◆ Action item ◆
Using the records that follow, tally the lines containing the word "DatabaseConnection" and state only the count.

◆ Data records ◆
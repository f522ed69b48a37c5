mod model;
mod server;

use crate::server::{
    config::Config, error::AppError, router, service::metrics::VisitCounter, startup,
    state::AppState,
};

#[tokio::main]
async fn main() -> Result<(), AppError> {
    dotenvy::dotenv().ok();
    startup::init_tracing();

    let config = Config::from_env()?;

    let db = startup::connect_to_database(&config).await?;

    tracing::info!("Starting server");

    let state = AppState::new(
        db,
        VisitCounter::new(),
        config.chirp_rules.clone(),
        config.platform,
    );
    let app = router::app(state, &config.fileserver_root);

    let listener = startup::bind_listener(&config).await?;
    axum::serve(listener, app)
        .with_graceful_shutdown(startup::shutdown_signal())
        .await?;

    Ok(())
}
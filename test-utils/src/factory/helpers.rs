//! Shared helper utilities for factory methods.

/// Counter for generating unique values in tests.
static COUNTER: std::sync::atomic::AtomicU64 = std::sync::atomic::AtomicU64::new(1);

/// Gets the next unique counter value for test data.
///
/// # Returns
/// - `u64` - Next unique counter value
pub fn next_id() -> u64 {
    COUNTER.fetch_add(1, std::sync::atomic::Ordering::SeqCst)
}
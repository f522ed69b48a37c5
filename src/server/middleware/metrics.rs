use axum::{
    extract::{Request, State},
    middleware::Next,
    response::Response,
};

use crate::server::service::metrics::VisitCounter;

/// Counts every request passing through before handing it on.
///
/// Applied to the static file server so the admin page can report visits.
pub async fn count_visits(
    State(visits): State<VisitCounter>,
    request: Request,
    next: Next,
) -> Response {
    let hits = visits.increment();
    tracing::trace!(hits, path = %request.uri().path(), "File server visit");

    next.run(request).await
}
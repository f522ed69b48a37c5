//! HTTP request handlers.
//!
//! Controllers decode requests into parameter models, call the service layer, and
//! convert domain results into DTOs and status codes.

pub mod admin;
pub mod chirp;
pub mod health;
pub mod user;

#[cfg(test)]
mod test;
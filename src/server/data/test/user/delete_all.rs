use super::*;

/// Tests deleting every user.
///
/// Expected: Ok with number of deleted rows and an empty table afterwards
#[tokio::test]
async fn deletes_all_users() -> Result<(), DbErr> {
    let test = TestBuilder::new().with_user_tables().build().await.unwrap();
    let db = test.db.as_ref().unwrap();

    factory::user::create_user(db).await?;
    factory::user::create_user(db).await?;

    let repo = UserRepository::new(db);
    let deleted = repo.delete_all().await?;

    assert_eq!(deleted, 2);
    assert_eq!(repo.count().await?, 0);

    Ok(())
}

/// Tests deleting from an empty table.
///
/// Expected: Ok(0)
#[tokio::test]
async fn succeeds_on_empty_table() -> Result<(), DbErr> {
    let test = TestBuilder::new().with_user_tables().build().await.unwrap();
    let db = test.db.as_ref().unwrap();

    let repo = UserRepository::new(db);
    let deleted = repo.delete_all().await?;

    assert_eq!(deleted, 0);

    Ok(())
}

/// Tests that emails can be reused after a reset.
///
/// Expected: Ok with the same email inserted again
#[tokio::test]
async fn frees_emails_for_reuse() -> Result<(), DbErr> {
    let test = TestBuilder::new().with_user_tables().build().await.unwrap();
    let db = test.db.as_ref().unwrap();

    factory::user::create_user_with_email(db, "walt@breakingbad.com").await?;

    let repo = UserRepository::new(db);
    repo.delete_all().await?;

    let user = repo
        .create(CreateUserParam {
            email: "walt@breakingbad.com".to_string(),
        })
        .await?;

    assert_eq!(user.email, "walt@breakingbad.com");

    Ok(())
}
//! User fixtures for creating in-memory test data.

use chrono::{DateTime, TimeZone, Utc};
use entity::user;
use uuid::Uuid;

/// Default test email.
pub const DEFAULT_EMAIL: &str = "walt@breakingbad.com";

/// Fixed creation timestamp so fixture models compare equal across calls.
fn default_timestamp() -> DateTime<Utc> {
    Utc.with_ymd_and_hms(2025, 1, 1, 0, 0, 0)
        .single()
        .unwrap_or_default()
}

/// Creates a user entity model with default values.
///
/// # Default Values
/// - id: nil UUID
/// - created_at / updated_at: `2025-01-01T00:00:00Z`
/// - email: `"walt@breakingbad.com"`
///
/// # Returns
/// - `user::Model` - In-memory user entity
pub fn entity() -> user::Model {
    entity_builder().build()
}

/// Creates a user entity builder for customization.
///
/// # Returns
/// - `UserEntityBuilder` - Builder instance with default values
pub fn entity_builder() -> UserEntityBuilder {
    let now = default_timestamp();
    UserEntityBuilder {
        id: Uuid::nil(),
        created_at: now,
        updated_at: now,
        email: DEFAULT_EMAIL.to_string(),
    }
}

/// Builder for in-memory user entity models.
pub struct UserEntityBuilder {
    id: Uuid,
    created_at: DateTime<Utc>,
    updated_at: DateTime<Utc>,
    email: String,
}

impl UserEntityBuilder {
    pub fn email(mut self, email: impl Into<String>) -> Self {
        self.email = email.into();
        self
    }

    pub fn build(self) -> user::Model {
        user::Model {
            id: self.id,
            created_at: self.created_at,
            updated_at: self.updated_at,
            email: self.email,
        }
    }
}
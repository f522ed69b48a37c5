//! User data repository for database operations.
//!
//! This module provides the `UserRepository` for managing user records in the database,
//! converting between entity models and domain models at the infrastructure boundary.

use chrono::Utc;
use sea_orm::{
    ActiveModelTrait, ActiveValue, ColumnTrait, DatabaseConnection, DbErr, EntityTrait,
    PaginatorTrait, QueryFilter,
};
use uuid::Uuid;

use crate::server::model::user::{CreateUserParam, User};

/// Repository providing database operations for user management.
pub struct UserRepository<'a> {
    db: &'a DatabaseConnection,
}

impl<'a> UserRepository<'a> {
    /// Creates a new UserRepository instance.
    ///
    /// # Arguments
    /// - `db` - Reference to the database connection
    pub fn new(db: &'a DatabaseConnection) -> Self {
        Self { db }
    }

    /// Inserts a new user.
    ///
    /// Generates a random v4 ID and sets both timestamps to the current time.
    ///
    /// # Arguments
    /// - `param` - User creation parameters
    ///
    /// # Returns
    /// - `Ok(User)` - The created user
    /// - `Err(DbErr)` - Database error, including a unique violation on email
    pub async fn create(&self, param: CreateUserParam) -> Result<User, DbErr> {
        let now = Utc::now();

        let entity = entity::user::ActiveModel {
            id: ActiveValue::Set(Uuid::new_v4()),
            created_at: ActiveValue::Set(now),
            updated_at: ActiveValue::Set(now),
            email: ActiveValue::Set(param.email),
        }
        .insert(self.db)
        .await?;

        Ok(User::from_entity(entity))
    }

    /// Finds a user by exact email address.
    ///
    /// # Returns
    /// - `Ok(Some(User))` - User found
    /// - `Ok(None)` - No user with that email
    /// - `Err(DbErr)` - Database error during query
    pub async fn find_by_email(&self, email: &str) -> Result<Option<User>, DbErr> {
        let entity = entity::prelude::User::find()
            .filter(entity::user::Column::Email.eq(email))
            .one(self.db)
            .await?;

        Ok(entity.map(User::from_entity))
    }

    /// Counts all users.
    pub async fn count(&self) -> Result<u64, DbErr> {
        entity::prelude::User::find().count(self.db).await
    }

    /// Deletes every user.
    ///
    /// # Returns
    /// - `Ok(u64)` - Number of deleted rows
    /// - `Err(DbErr)` - Database error during delete
    pub async fn delete_all(&self) -> Result<u64, DbErr> {
        let result = entity::prelude::User::delete_many().exec(self.db).await?;

        Ok(result.rows_affected)
    }
}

◆ Result below ◆
3